Records excerpted from a collection

______

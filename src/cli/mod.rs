//! Command-line interface for medic.
//!
//! This module provides the CLI argument parsing using clap's derive macros
//! and the command implementations.
//!
//! # Architecture
//!
//! - [`args`] - Argument definitions using clap derive macros
//! - [`commands`] - Command implementations

pub mod args;
pub mod commands;

pub use args::{CheckArgs, Cli, Commands, CompletionsArgs};
pub use commands::{CommandDispatcher, CommandResult};
//! Status reporting sink and machine-readable run reports.
//!
//! Checkups emit status lines through a [`StatusReporter`]; how those lines
//! are displayed is the sink's concern. The doctor aggregates diagnoses into
//! a [`RunReport`] for summary output and `--json` mode.

use chrono::{DateTime, Utc};
use serde::Serialize;

use super::{CheckupIdentity, Diagnosis, Status};
use crate::error::Result;

/// Sink for status lines emitted during a checkup run.
///
/// A `None` status marks an informational line that does not affect
/// pass/fail.
pub trait StatusReporter {
    /// Called once before a checkup's status lines, with its identity.
    fn begin_checkup(&mut self, _identity: &CheckupIdentity) {}

    /// Surface one status line.
    fn report_status(&mut self, message: &str, status: Option<Status>);
}

/// Reporter that records every line it receives. Used by tests and by
/// `--json` mode, where per-line output is suppressed.
#[derive(Debug, Default)]
pub struct RecordingReporter {
    lines: Vec<(String, Option<Status>)>,
}

impl RecordingReporter {
    pub fn new() -> Self {
        Self::default()
    }

    /// All recorded `(message, status)` pairs, in emission order.
    pub fn lines(&self) -> &[(String, Option<Status>)] {
        &self.lines
    }
}

impl StatusReporter for RecordingReporter {
    fn report_status(&mut self, message: &str, status: Option<Status>) {
        self.lines.push((message.to_string(), status));
    }
}

/// Outcome of one checkup within a run.
#[derive(Debug, Clone, Serialize)]
pub struct CheckupOutcome {
    pub id: String,
    pub title: String,
    pub status: Status,
}

impl From<Diagnosis> for CheckupOutcome {
    fn from(diagnosis: Diagnosis) -> Self {
        Self {
            id: diagnosis.subject.id,
            title: diagnosis.subject.title,
            status: diagnosis.status,
        }
    }
}

/// Aggregate result of one doctor run.
#[derive(Debug, Clone, Serialize)]
pub struct RunReport {
    /// When this run completed.
    pub generated_at: DateTime<Utc>,
    /// One outcome per examined checkup; skipped checkups are excluded.
    pub checkups: Vec<CheckupOutcome>,
    /// Whether no examined checkup diagnosed an error.
    pub ok: bool,
}

impl RunReport {
    /// Build a report from examined outcomes, timestamped now.
    pub fn new(checkups: Vec<CheckupOutcome>) -> Self {
        let ok = checkups.iter().all(|c| c.status != Status::Error);
        Self {
            generated_at: Utc::now(),
            checkups,
            ok,
        }
    }

    /// Number of checkups that diagnosed an error.
    pub fn error_count(&self) -> usize {
        self.checkups
            .iter()
            .filter(|c| c.status == Status::Error)
            .count()
    }

    /// Pretty-printed JSON rendering for `--json` output.
    pub fn to_json(&self) -> Result<String> {
        Ok(serde_json::to_string_pretty(self).map_err(anyhow::Error::from)?)
    }
}

#[cfg(test)]
mod tests {
    use super::*;

    fn outcome(id: &str, status: Status) -> CheckupOutcome {
        CheckupOutcome {
            id: id.to_string(),
            title: id.to_string(),
            status,
        }
    }

    #[test]
    fn recording_reporter_preserves_order() {
        let mut reporter = RecordingReporter::new();
        reporter.report_status("first", Some(Status::Ok));
        reporter.report_status("second", None);

        let lines = reporter.lines();
        assert_eq!(lines.len(), 2);
        assert_eq!(lines[0], ("first".to_string(), Some(Status::Ok)));
        assert_eq!(lines[1], ("second".to_string(), None));
    }

    #[test]
    fn empty_run_is_ok() {
        let report = RunReport::new(vec![]);
        assert!(report.ok);
        assert_eq!(report.error_count(), 0);
    }

    #[test]
    fn run_with_only_passing_checkups_is_ok() {
        let report = RunReport::new(vec![outcome("a", Status::Ok), outcome("b", Status::Warning)]);
        assert!(report.ok);
    }

    #[test]
    fn run_with_any_error_is_not_ok() {
        let report = RunReport::new(vec![outcome("a", Status::Ok), outcome("b", Status::Error)]);
        assert!(!report.ok);
        assert_eq!(report.error_count(), 1);
    }

    #[test]
    fn report_serializes_expected_fields() {
        let report = RunReport::new(vec![outcome("visualstudio", Status::Ok)]);
        let json = report.to_json().unwrap();
        assert!(json.contains("generated_at"));
        assert!(json.contains("\"visualstudio\""));
        assert!(json.contains("\"ok\": true"));
    }
}
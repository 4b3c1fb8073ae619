//! Doctor orchestration.
//!
//! The doctor owns sequencing: it walks the registered checkups in order,
//! skips the ones that do not apply to the current platform, and converts
//! any failure escaping `examine` into an error diagnosis so one broken
//! probe cannot abort the run.

use super::report::{CheckupOutcome, RunReport, StatusReporter};
use super::{Checkup, CheckupIdentity, Diagnosis, Platform, Status};

/// Runs checkups and aggregates their diagnoses.
pub struct Doctor {
    checkups: Vec<Box<dyn Checkup>>,
    platform: Platform,
}

impl Doctor {
    /// Doctor for the current platform.
    pub fn new(checkups: Vec<Box<dyn Checkup>>) -> Self {
        Self::with_platform(checkups, Platform::current())
    }

    /// Doctor pinned to a specific platform. Exposed for tests.
    pub fn with_platform(checkups: Vec<Box<dyn Checkup>>, platform: Platform) -> Self {
        Self { checkups, platform }
    }

    /// Examine every applicable checkup, in registration order.
    ///
    /// Checkups that do not support the platform are reported as
    /// informational skips and excluded from the verdict.
    pub fn run(&self, reporter: &mut dyn StatusReporter) -> RunReport {
        let mut outcomes = Vec::new();

        for checkup in &self.checkups {
            let identity = CheckupIdentity::of(checkup.as_ref());

            if !checkup.is_platform_supported(self.platform) {
                tracing::debug!(id = %identity.id, "checkup not applicable, skipping");
                reporter.report_status(
                    &format!("{} (skipped on {})", identity.title, self.platform),
                    None,
                );
                continue;
            }

            reporter.begin_checkup(&identity);
            let diagnosis = match checkup.examine(reporter) {
                Ok(diagnosis) => diagnosis,
                Err(e) => {
                    tracing::debug!(id = %identity.id, error = %e, "checkup failed");
                    reporter.report_status(&e.to_string(), Some(Status::Error));
                    Diagnosis {
                        status: Status::Error,
                        subject: identity,
                    }
                }
            };
            outcomes.push(CheckupOutcome::from(diagnosis));
        }

        RunReport::new(outcomes)
    }
}
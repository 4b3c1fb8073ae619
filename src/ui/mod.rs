//! Terminal output and theming.
//!
//! The [`TerminalReporter`] is the interactive sink for checkup status
//! lines; it renders the doctor's output with the [`MedicTheme`] styles.

use std::io::Write;

use console::{Style, Term};

use crate::doctoring::report::StatusReporter;
use crate::doctoring::{CheckupIdentity, Status};

/// How much output to show.
#[derive(Debug, Clone, Copy, PartialEq, Eq)]
pub enum OutputMode {
    /// Errors only.
    Quiet,
    /// Status lines and summaries.
    Normal,
    /// Everything, including informational lines.
    Verbose,
}

impl OutputMode {
    /// Whether status lines are shown in this mode.
    pub fn shows_status(&self) -> bool {
        !matches!(self, OutputMode::Quiet)
    }
}

/// Whether colored output should be used.
///
/// Honors the `NO_COLOR` convention and falls back to terminal detection.
pub fn should_use_colors() -> bool {
    std::env::var_os("NO_COLOR").is_none() && Term::stdout().features().colors_supported()
}

/// Medic's visual theme.
#[derive(Debug, Clone)]
pub struct MedicTheme {
    /// Style for passing status lines (green).
    pub success: Style,
    /// Style for warnings (orange).
    pub warning: Style,
    /// Style for errors (red bold).
    pub error: Style,
    /// Style for informational/secondary text (dim).
    pub dim: Style,
    /// Style for checkup titles (bold).
    pub title: Style,
}

impl Default for MedicTheme {
    fn default() -> Self {
        Self::new()
    }
}

impl MedicTheme {
    /// Create the default theme.
    pub fn new() -> Self {
        Self {
            success: Style::new().green(),
            warning: Style::new().color256(208),
            error: Style::new().red().bold(),
            dim: Style::new().dim(),
            title: Style::new().bold(),
        }
    }

    /// Create a theme without colors (for non-TTY or --no-color).
    pub fn plain() -> Self {
        Self {
            success: Style::new(),
            warning: Style::new(),
            error: Style::new(),
            dim: Style::new(),
            title: Style::new(),
        }
    }
}

/// Status reporter that writes styled lines to the terminal.
pub struct TerminalReporter {
    term: Term,
    theme: MedicTheme,
    mode: OutputMode,
}

impl TerminalReporter {
    /// Create a terminal reporter for the given output mode.
    pub fn new(mode: OutputMode) -> Self {
        let theme = if should_use_colors() {
            MedicTheme::new()
        } else {
            MedicTheme::plain()
        };

        Self {
            term: Term::stdout(),
            theme,
            mode,
        }
    }

    /// Print a summary line below the status output.
    pub fn summary(&mut self, message: &str, ok: bool) {
        if ok && !self.mode.shows_status() {
            return;
        }
        let styled = if ok {
            self.theme.success.apply_to(message)
        } else {
            self.theme.error.apply_to(message)
        };
        writeln!(self.term, "{}", styled).ok();
    }

    /// Print a plain line, subject to the output mode.
    pub fn message(&mut self, message: &str) {
        if self.mode.shows_status() {
            writeln!(self.term, "{}", message).ok();
        }
    }
}

impl StatusReporter for TerminalReporter {
    fn begin_checkup(&mut self, identity: &CheckupIdentity) {
        if self.mode.shows_status() {
            writeln!(self.term, "{}", self.theme.title.apply_to(&identity.title)).ok();
        }
    }

    fn report_status(&mut self, message: &str, status: Option<Status>) {
        // Errors are always shown, even in quiet mode.
        if !self.mode.shows_status() && status != Some(Status::Error) {
            return;
        }

        let line = match status {
            Some(Status::Ok) => format!("  {} {}", self.theme.success.apply_to("✓"), message),
            Some(Status::Warning) => format!("  {} {}", self.theme.warning.apply_to("!"), message),
            Some(Status::Error) => format!("  {} {}", self.theme.error.apply_to("✗"), message),
            None => format!("  {}", self.theme.dim.apply_to(message)),
        };
        writeln!(self.term, "{}", line).ok();
    }
}
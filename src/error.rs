//! Error types for medic operations.
//!
//! This module defines [`MedicError`], the primary error type used throughout
//! the application, and a [`Result`] type alias for convenience.
//!
//! # Error Handling Strategy
//!
//! - Use `MedicError` for domain-specific errors that need distinct handling
//! - Use `anyhow::Error` (via `MedicError::Other`) for unexpected errors
//! - Absence of a toolchain is never an error; it surfaces as a failed
//!   diagnosis, not a `MedicError`

use thiserror::Error;

/// Core error type for medic operations.
#[derive(Debug, Error)]
pub enum MedicError {
    /// A requirement version string is not valid semver.
    #[error("Invalid version requirement '{value}': {source}")]
    InvalidVersion {
        value: String,
        #[source]
        source: semver::Error,
    },

    /// The discovery tool ran but its output is unusable as a whole.
    #[error("Malformed discovery output: {message}")]
    MalformedOutput { message: String },

    /// A process could not be spawned.
    #[error("Failed to run command: {command}")]
    CommandFailed { command: String },

    /// IO error wrapper.
    #[error("IO error: {0}")]
    Io(#[from] std::io::Error),

    /// Generic wrapped error for anyhow interop.
    #[error(transparent)]
    Other(#[from] anyhow::Error),
}

/// Result type alias for medic operations.
pub type Result<T> = std::result::Result<T, MedicError>;

#[cfg(test)]
mod tests {
    use super::*;

    #[test]
    fn invalid_version_displays_value() {
        let source = semver::Version::parse("not-a-version").unwrap_err();
        let err = MedicError::InvalidVersion {
            value: "not-a-version".into(),
            source,
        };
        assert!(err.to_string().contains("not-a-version"));
    }

    #[test]
    fn malformed_output_displays_message() {
        let err = MedicError::MalformedOutput {
            message: "expected a JSON array".into(),
        };
        assert!(err.to_string().contains("expected a JSON array"));
    }

    #[test]
    fn command_failed_displays_command() {
        let err = MedicError::CommandFailed {
            command: "vswhere.exe".into(),
        };
        assert!(err.to_string().contains("vswhere.exe"));
    }

    #[test]
    fn io_error_converts_from_std() {
        let io_err = std::io::Error::new(std::io::ErrorKind::NotFound, "file missing");
        let err: MedicError = io_err.into();
        assert!(matches!(err, MedicError::Io(_)));
    }

    #[test]
    fn result_type_alias_works() {
        fn returns_error() -> Result<()> {
            Err(MedicError::MalformedOutput {
                message: "test".into(),
            })
        }
        assert!(returns_error().is_err());
    }
}
//! Progress routes
//!
//! Read-only views over a user's recorded history: the aggregate
//! progress summary and the most recent entries.

use crate::error::ApiResult;
use crate::services::UserService;
use crate::state::AppState;
use axum::{
    extract::{Path, Query, State},
    routing::get,
    Json, Router,
};
use health_companion_shared::types::{EntriesResponse, ProgressResponse};
use serde::Deserialize;
use uuid::Uuid;

/// Default window for the recent-entries listing
const DEFAULT_ENTRY_WINDOW: usize = 7;

/// Create progress routes
pub fn progress_routes() -> Router<AppState> {
    Router::new()
        .route("/:user_id/progress", get(get_progress))
        .route("/:user_id/entries", get(get_entries))
}

/// Query parameters for the entries listing
#[derive(Debug, Deserialize)]
pub struct EntriesQuery {
    pub days: Option<usize>,
}

/// Get a user's progress summary
///
/// GET /api/v1/users/:user_id/progress
async fn get_progress(
    State(state): State<AppState>,
    Path(user_id): Path<Uuid>,
) -> ApiResult<Json<ProgressResponse>> {
    let progress = UserService::progress_summary(&state.store, user_id).await?;
    Ok(Json(progress))
}

/// Get a user's most recent entries, newest first
///
/// GET /api/v1/users/:user_id/entries?days=7
async fn get_entries(
    State(state): State<AppState>,
    Path(user_id): Path<Uuid>,
    Query(query): Query<EntriesQuery>,
) -> ApiResult<Json<EntriesResponse>> {
    let days = query.days.unwrap_or(DEFAULT_ENTRY_WINDOW);
    let entries = UserService::recent_entries(&state.store, user_id, days).await?;
    Ok(Json(EntriesResponse { entries }))
}
//! Exercise analyzer: free-text activity descriptions to calories burned

use crate::scoring::contains_keyword;
use serde::{Deserialize, Serialize};

/// Known exercise keywords and their base calorie burn.
///
/// Matched in declaration order; the first keyword contained in a
/// description wins ("jog" is tested before "run").
const EXERCISE_CALORIES: &[(&str, f64)] = &[
    ("jog", 300.0),
    ("run", 400.0),
    ("pushup", 50.0),
    ("walk", 200.0),
    ("bike", 250.0),
    ("swim", 350.0),
];

/// Result of analyzing one day's exercises
#[derive(Debug, Clone, PartialEq, Serialize, Deserialize)]
pub struct ExerciseReport {
    /// Estimated total calories burned
    pub calories_burned: u32,
    /// Motivational note for the day
    pub note: String,
}

/// Analyze a day's exercise descriptions.
///
/// Unlike the food analyzer, an unmatched exercise contributes nothing.
/// Descriptions mentioning "sets" are counted at half the base value;
/// mentioning "30" or "mins" keeps the base value unchanged (the branch is
/// kept distinct to match the duration handling it came from).
pub fn analyze_exercises(exercises: &[String]) -> ExerciseReport {
    if exercises.is_empty() {
        return ExerciseReport {
            calories_burned: 0,
            note: "No exercises recorded today. Consider adding some physical activity \
                   to boost your health and energy."
                .to_string(),
        };
    }

    let mut total: f64 = 0.0;
    for exercise in exercises {
        if let Some((_, base)) = EXERCISE_CALORIES
            .iter()
            .find(|(keyword, _)| contains_keyword(exercise, keyword))
        {
            if contains_keyword(exercise, "30") || contains_keyword(exercise, "mins") {
                total += base;
            } else if contains_keyword(exercise, "sets") {
                total += base * 0.5;
            } else {
                total += base;
            }
        }
    }

    // Truncate, not round
    let calories_burned = total as u32;

    let note = if calories_burned > 500 {
        "Excellent workout! You're building great fitness habits."
    } else if calories_burned > 300 {
        "Good activity level! Consider adding some stretching."
    } else if calories_burned > 100 {
        "Nice start! Try to gradually increase your activity."
    } else {
        "Every step counts! Consider a short walk to boost your day."
    };

    ExerciseReport {
        calories_burned,
        note: note.to_string(),
    }
}

#[cfg(test)]
mod tests {
    use super::*;
    use rstest::rstest;

    #[test]
    fn empty_exercises_short_circuit() {
        let report = analyze_exercises(&[]);
        assert_eq!(report.calories_burned, 0);
        assert!(report.note.contains("No exercises recorded"));
    }

    #[rstest]
    #[case("morning jog", 300)]
    #[case("30 mins jog", 300)] // duration branch leaves the base unchanged
    #[case("quick run", 400)]
    #[case("3 sets of pushups", 25)] // 50 * 0.5
    #[case("evening walk", 200)]
    #[case("bike to work", 250)]
    #[case("swim laps", 350)]
    #[case("interpretive dance", 0)] // no table match, no default
    fn single_exercise_estimates(#[case] exercise: &str, #[case] expected: u32) {
        let report = analyze_exercises(&[exercise.to_string()]);
        assert_eq!(report.calories_burned, expected);
    }

    #[test]
    fn jog_matches_before_run() {
        // "jogging run club" contains both keywords; declaration order
        // resolves it to jog (300), not run (400)
        let report = analyze_exercises(&["jogging run club".to_string()]);
        assert_eq!(report.calories_burned, 300);
    }

    #[test]
    fn sets_modifier_truncates_toward_zero() {
        // Three half-pushup entries: 3 * 25.0 = 75, exact. Force a
        // fractional total with a lone sets-of-pushups plus nothing else:
        // 50 * 0.5 = 25.0, integer cast is a floor in either case.
        let report = analyze_exercises(&["sets of pushups".to_string()]);
        assert_eq!(report.calories_burned, 25);
    }

    #[rstest]
    #[case(vec!["jog", "run"], "Excellent workout")] // 700 > 500
    #[case(vec!["run"], "adding some stretching")] // 400 > 300
    #[case(vec!["walk"], "Nice start")] // 200 > 100
    #[case(vec!["pushup"], "Every step counts")] // 50
    #[case(vec![], "No exercises recorded")]
    fn note_tiers(#[case] exercises: Vec<&str>, #[case] expected_fragment: &str) {
        let exercises: Vec<String> = exercises.into_iter().map(String::from).collect();
        let report = analyze_exercises(&exercises);
        assert!(
            report.note.contains(expected_fragment),
            "note was: {}",
            report.note
        );
    }

    #[test]
    fn unmatched_exercises_do_not_fail_the_day() {
        let report = analyze_exercises(&[
            "interpretive dance".to_string(),
            "morning jog".to_string(),
        ]);
        assert_eq!(report.calories_burned, 300);
    }
}
//! Integration tests for authentication endpoints

mod common;

use axum::http::StatusCode;
use serde_json::json;

#[tokio::test]
async fn signup_returns_user_with_generated_goal() {
    let app = common::TestApp::new().await;

    let body = json!({
        "email": "signup@example.com",
        "password": "plain-password",
        "profile": {
            "name": "Alex",
            "age": 28,
            "gender": "female",
            "weight_kg": 70.0,
            "height_cm": 175.0,
            "activity_level": "lightly_active",
            "primary_health_goal": "more energy"
        }
    });

    let (status, response) = app.post("/api/v1/auth/signup", &body.to_string()).await;
    assert_eq!(status, StatusCode::OK);

    let response: serde_json::Value = serde_json::from_str(&response).unwrap();
    assert_eq!(response["email"], "signup@example.com");
    assert_eq!(response["name"], "Alex");
    // BMI ~22.9 at lightly active
    assert_eq!(response["goal"]["goal_type"], "general_health");
    assert_eq!(response["goal"]["target_calories_per_day"], 2000);
    assert!(response["id"].as_str().unwrap().parse::<uuid::Uuid>().is_ok());
}

#[tokio::test]
async fn signup_rejects_empty_email() {
    let app = common::TestApp::new().await;

    let body = json!({
        "email": "  ",
        "password": "plain-password",
        "profile": {
            "name": "Alex",
            "age": 28,
            "gender": "male",
            "weight_kg": 70.0,
            "height_cm": 175.0,
            "activity_level": "sedentary",
            "primary_health_goal": "more energy"
        }
    });

    let (status, response) = app.post("/api/v1/auth/signup", &body.to_string()).await;
    assert_eq!(status, StatusCode::BAD_REQUEST);

    let response: serde_json::Value = serde_json::from_str(&response).unwrap();
    assert_eq!(response["error"]["code"], "VALIDATION_ERROR");
}

#[tokio::test]
async fn login_round_trip() {
    let app = common::TestApp::new().await;

    let email = "login@example.com";
    let signup = json!({
        "email": email,
        "password": "correct-password",
        "profile": {
            "name": "Sam",
            "age": 35,
            "gender": "other",
            "weight_kg": 80.0,
            "height_cm": 180.0,
            "activity_level": "very_active",
            "primary_health_goal": "endurance"
        }
    });
    let (status, _) = app.post("/api/v1/auth/signup", &signup.to_string()).await;
    assert_eq!(status, StatusCode::OK);

    let login = json!({ "email": email, "password": "correct-password" });
    let (status, response) = app.post("/api/v1/auth/login", &login.to_string()).await;
    assert_eq!(status, StatusCode::OK);

    let response: serde_json::Value = serde_json::from_str(&response).unwrap();
    assert_eq!(response["email"], email);
    assert_eq!(response["name"], "Sam");
}

#[tokio::test]
async fn login_with_wrong_password_is_unauthorized() {
    let app = common::TestApp::new().await;
    app.signup_user().await;

    let login = json!({ "email": "nobody@example.com", "password": "wrong" });
    let (status, response) = app.post("/api/v1/auth/login", &login.to_string()).await;
    assert_eq!(status, StatusCode::UNAUTHORIZED);

    let response: serde_json::Value = serde_json::from_str(&response).unwrap();
    assert_eq!(response["error"]["code"], "UNAUTHORIZED");
}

______

> **Your objective**
Out of the data above, transcribe exactly and only the lines starting with the line that has "MedicTheme::new()" and going on through the line that has "pub fn message(&mut", both included.

> **Response area**
            MedicTheme::new()
        } else {
            MedicTheme::plain()
        };

        Self {
            term: Term::stdout(),
            theme,
            mode,
        }
    }

    /// Print a summary line below the status output.
    pub fn summary(&mut self, message: &str, ok: bool) {
        if ok && !self.mode.shows_status() {
            return;
        }
        let styled = if ok {
            self.theme.success.apply_to(message)
        } else {
            self.theme.error.apply_to(message)
        };
        writeln!(self.term, "{}", styled).ok();
    }

    /// Print a plain line, subject to the output mode.
    pub fn message(&mut self, message: &str) {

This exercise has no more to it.